Alaska Orcas töten massenweise Grauwalbabys
Sie trennen ein Grauwalkalb von seiner Mutter, ziehen es unter Wasser, verstopfen das Blasloch - Orcas machen systematisch Jagd auf junge Grauwale. Das zeigt eine vierjährige Studie vor Alaska. Nur ihre Mutter kann die Jungwale retten.
Einem Drama vor den Küsten Alaskas sind Meeresbiologen auf die Spur gekommen: Orcas fallen dort in jedem Frühjahr vor Unimak Island, der östlichsten Insel der Aleuten, über Grauwale her. Sie jagen die neugeborenen und einjährigen Wale, die mit ihren Müttern zu dieser Jahreszeit in die fischreiche Beringsee ziehen, berichten die Biologen im Fachmagazin "Marine Ecology Progress Series" . Mehr als 150 der auch Schwert- oder Killerwale genannten Orcas sichteten sie in der Region. Die Tiere ernährten sich gut einen Monat lang nur von Grauwalen. Nach vierjähriger Beobachtung schätzen die Forscher um Lance Barret-Lennard von kanadischen Vancouver Aquarium, dass ein Drittel der Jungtiere den Schwertwalen zum Opfer fällt - obwohl die Kälber größer sind als die Jäger.

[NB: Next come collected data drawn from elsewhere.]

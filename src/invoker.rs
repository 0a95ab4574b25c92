/* This file is part of coretune
 *
 * Copyright (C) 2023-2026 coretune developers
 *
 * This program is free software: you can redistribute it and/or modify
 * it under the terms of the GNU Affero General Public License as
 * published by the Free Software Foundation, either version 3 of the
 * License, or (at your option) any later version.
 *
 * This program is distributed in the hope that it will be useful,
 * but WITHOUT ANY WARRANTY; without even the implied warranty of
 * MERCHANTABILITY or FITNESS FOR A PARTICULAR PURPOSE.  See the
 * GNU Affero General Public License for more details.
 *
 * You should have received a copy of the GNU Affero General Public License
 * along with this program.  If not, see <https://www.gnu.org/licenses/>.
 */

//! Privileged helper invocation. The helper argv is built entirely by
//! appending whole tokens to a vector; nothing here concatenates
//! strings or consults a shell, so values can never be reinterpreted
//! as separate arguments.

use log::{debug, info};

use crate::{Error, Result};

/// Knobs for one helper run.
#[derive(Debug, Clone, Copy)]
pub struct InvokeOptions {
    /// Capture and log helper output.
    pub capture_output: bool,
    /// The helper supports a user-facing abort button; this frontend
    /// never offers one.
    pub allow_abort: bool,
}

impl Default for InvokeOptions {
    fn default() -> Self {
        Self { capture_output: true, allow_abort: false }
    }
}

/// Result of one helper run.
#[derive(Debug, Clone, Default)]
pub struct Invocation {
    pub status: i32,
    pub stdout: String,
    pub stderr: String,
}

impl Invocation {
    pub fn success(&self) -> bool {
        self.status == 0
    }
}

/// Runs the helper. The whole argv is logged before launch so a failed
/// apply can be replayed by hand.
#[derive(Debug, Clone, Default)]
pub struct Invoker;

impl Invoker {
    /// Spawn `argv[0]` with the remaining tokens as its arguments and
    /// wait for it. A nonzero exit is reported in the returned
    /// [`Invocation`], not as an `Err`; only spawn failures and
    /// signal-terminated helpers error out.
    pub async fn run(&self, argv: &[String], opts: InvokeOptions) -> Result<Invocation> {
        let (program, args) = match argv.split_first() {
            Some(split) => split,
            None => return Err(Error::ParseFailed("empty helper argv")),
        };

        info!(target: "invoker", "exec: {}", argv.join(" "));

        let output = smol::process::Command::new(program).args(args).output().await?;

        let (stdout, stderr) = if opts.capture_output {
            (
                String::from_utf8_lossy(&output.stdout).into_owned(),
                String::from_utf8_lossy(&output.stderr).into_owned(),
            )
        } else {
            (String::new(), String::new())
        };
        for line in stdout.lines() {
            debug!(target: "invoker", "helper: {}", line);
        }
        for line in stderr.lines() {
            debug!(target: "invoker", "helper! {}", line);
        }

        match output.status.code() {
            Some(status) => Ok(Invocation { status, stdout, stderr }),
            // Killed by signal.
            None => Err(Error::HelperKilled),
        }
    }
}

#[cfg(test)]
mod tests {
    use super::*;

    #[test]
    fn captures_status_and_output() {
        smol::block_on(async {
            let inv = Invoker;

            let opts = InvokeOptions::default();

            let argv = vec!["echo".to_string(), "-v".to_string(), "ok".to_string()];
            let out = inv.run(&argv, opts).await.unwrap();
            assert!(out.success());
            assert_eq!(out.stdout.trim(), "-v ok");

            let quiet = InvokeOptions { capture_output: false, ..opts };
            let out = inv.run(&argv, quiet).await.unwrap();
            assert!(out.success());
            assert!(out.stdout.is_empty());

            let out = inv.run(&["false".to_string()], opts).await.unwrap();
            assert!(!out.success());
            assert_eq!(out.status, 1);

            assert!(inv.run(&[], opts).await.is_err());
            assert!(inv.run(&["/nonexistent/helper".to_string()], opts).await.is_err());
        });
    }

    #[test]
    fn arguments_stay_whole_tokens() {
        smol::block_on(async {
            // A token with spaces reaches the program as one argument.
            let argv =
                vec!["printf".to_string(), "%s\n".to_string(), "a b; c".to_string()];
            let out = Invoker.run(&argv, InvokeOptions::default()).await.unwrap();
            assert_eq!(out.stdout.trim(), "a b; c");
        });
    }
}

Die Orcas arbeiten zusammen, um ein Kalb zu erlegen: Mehrere Schwertwale versuchen, ein Grauwalkalb von seiner Mutter zu trennen. Ist ihnen das gelungen, beißen sie dem Kalb in die Brustflosse, um es unter Wasser zu ziehen, andere Schwertwale schwimmen über sein Blasloch - so ertränken sie das Tier. Eine Chance hat das Grauwaljunge nur, wenn die Mutter es aggressiv verteidigt, oder wenn es sich in sehr flache Gewässer flüchten kann. Die Schwertwale greifen die Herden bevorzugt in 10 bis 40 Meter tiefem Wasser an, erreichen die Grauwale nur drei bis fünf Meter tiefe Gebiete, können sie die Verfolger abschütteln.
Orcas legen Vorräte an
"Walfänger wissen seit Jahrhunderten, dass Schwertwale andere Wale jagen, töten und fressen können, die viel größer sind als sie selbst", sagt Lance Barrett-Lennard. "Aber solche Ereignisse werden nur selten beobachtet. Daher war es schwer zu bestimmen, wie häufig so etwas passiert, wie die Schwertwale das überhaupt schaffen und welche Auswirkungen das auf die Populationen der Beutetiere hat."
Die Meeresbiologen beobachteten zudem, dass die Schwertwale Kadaver für ein späteres Fressen lagern. Diese Lagerhaltung sei bei Meereslebewesen zuvor noch nie beobachtet worden. Die Jäger schleppen die toten oder sterbenden Wale in flacheres Wasser, damit die Kadaver nicht in unerreichbare Tiefen hinabsinken. Erst nach 24 Stunden oder sogar noch später kämen sie wieder, um den Rest ihrer Beute zu fressen. Oft würden die Kadaver oder Teile davon allerdings an Land gespült und von anderen Tieren gefressen. Die Forscher beobachteten einmal, wie sich gleich 19 Braunbären über einen Wal hermachten.
Es ist schon länger bekannt, dass verschiedene Schwertwal-Populationen unterschiedliche Beute bevorzugen: Die in Küstennähe lebenden, sesshaften Orcas ernähren sich vor allem von Fisch, wandernde Schwertwale fressen dagegen Meeressäugetiere. Manche Orca-Herden sind fast nie in Küstennähe zu sehen, über ihr Verhalten wissen die Biologen bisher kaum etwas.